Louis-Lucien Rochat, né le à Genève et mort dans la même ville le , est un pasteur protestant et théologien connu pour avoir été le père fondateur de la Croix-Bleue, qui deviendra la deuxième organisation mondiale d'aide aux personnes en difficultés avec l'alcool après les Alcooliques anonymes (AA).

La famille Rochat est une famille dont les origines ont été retrouvées en France à Rochejean dans le Doubs[1]. L'arrivée du patronyme Rochat de l'autre côté de la frontière suisse, dans la vallée de Joux dans le canton de Vaud, remonte au XVe siècle[1].

Frédéric Rochat, grand-père de Louis-Lucien Rochat, est originaire des Charbonnières, commune du Lieu[1]. Lorsque Louis-Lucien naît à Genève, sa famille y est installée depuis deux générations[2].

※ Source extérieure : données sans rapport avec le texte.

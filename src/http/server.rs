//! HTTP server setup and configuration.
//!
//! # Responsibilities
//! - Create Axum Router with the node's static routes
//! - Wire up middleware (tracing, request ID)
//! - Serve on a bound listener until shutdown

use std::sync::Arc;

use axum::{extract::State, routing::get, Router};
use tokio::net::TcpListener;
use tokio::sync::broadcast;
use tower_http::trace::TraceLayer;

use crate::config::{MeshConfig, NodeConfig};
use crate::health::{PeerProber, RegionalClock};
use crate::http::handlers::{health_handler, peer_handler};
use crate::http::request::{propagate_request_id_layer, request_span, set_request_id_layer};

/// Application state injected into handlers.
#[derive(Clone)]
pub struct AppState {
    pub node: Arc<NodeConfig>,
    pub clock: RegionalClock,
    pub prober: PeerProber,
}

/// HTTP server for one mesh node.
pub struct MeshServer {
    router: Router,
    config: MeshConfig,
}

impl MeshServer {
    /// Create a server for `config`. The clock must already be loaded.
    pub fn new(config: MeshConfig, clock: RegionalClock) -> Self {
        let state = AppState {
            node: Arc::new(config.node.clone()),
            clock,
            prober: PeerProber::new(&config.probe),
        };

        let router = Self::build_router(&config, state);
        Self { router, config }
    }

    /// Build the Axum router: `/health` plus one probe route per peer.
    fn build_router(config: &MeshConfig, state: AppState) -> Router {
        let mut router = Router::new().route("/health", get(health_handler));

        for peer in &config.peers {
            let path = config.probe_path(peer);
            let peer = Arc::new(peer.clone());
            tracing::debug!(path = %path, peer = %peer.name, "Registering probe route");

            router = router.route(
                &path,
                get(move |State(state): State<AppState>| peer_handler(state, Arc::clone(&peer))),
            );
        }

        router
            .with_state(state)
            .layer(propagate_request_id_layer())
            .layer(TraceLayer::new_for_http().make_span_with(request_span))
            .layer(set_request_id_layer())
    }

    /// A clone of the router, for in-process use.
    pub fn router(&self) -> Router {
        self.router.clone()
    }

    /// Paths of every registered route.
    pub fn route_paths(&self) -> Vec<String> {
        std::iter::once("/health".to_string())
            .chain(self.config.peers.iter().map(|p| self.config.probe_path(p)))
            .collect()
    }

    /// Serve on `listener` until a shutdown signal arrives.
    pub async fn run(
        self,
        listener: TcpListener,
        mut shutdown: broadcast::Receiver<()>,
    ) -> Result<(), std::io::Error> {
        let addr = listener.local_addr()?;
        tracing::info!(
            node = %self.config.node.name,
            address = %addr,
            routes = ?self.route_paths(),
            "HTTP server starting"
        );

        axum::serve(listener, self.router)
            .with_graceful_shutdown(async move {
                let _ = shutdown.recv().await;
                tracing::info!("Shutdown signal received");
            })
            .await?;

        tracing::info!("HTTP server stopped");
        Ok(())
    }
}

En 1857, il entre au Collège de Genève. Sa mère, qui est dévote, voit en lui un futur pasteur. Louis-Lucien est séduit par l'idée et obtient, dans un premier temps, l'assentiment de son père Samuel Rochat. Tandis qu'il se prépare activement à son ministère, des intrigues aux élections pastorales locales suscitent l'indignation de son père qui décide unilatéralement de réorienter son fils vers le commerce. Louis-Lucien poursuivra dès lors ses études dans une école de commerce à Männedorf (canton de Zurich). Il acquiert la maîtrise de la langue allemande. En 1865, il rentre à Genève et est engagé comme apprenti par un grossiste en tissus. Cette vie ne l'enthousiasme guère. Il aspire à une vie plus spirituelle. Il est moralement affecté au point que sa santé en pâtit. Le médecin de famille parvient à convaincre le père Rochat de laisser son fils reprendre ses études. Au printemps 1866, Louis-Lucien reprend donc ses études. Il obtient son baccalauréat ès-lettres en 1868 et ès-sciences naturelles en 1870. Puis il entre à la Faculté de théologie protestante de l'Université de Genève. Il fait partie de la société de Zofingue, dont il devient président de la section genevoise en 1873. Cette association - qui a contribué à l'avènement de la Constitution suisse - développe chez lui un ardent patriotisme et lui apprend comment organiser et diriger une société. Il termine ses études en 1875 et est consacré le de la même année[2].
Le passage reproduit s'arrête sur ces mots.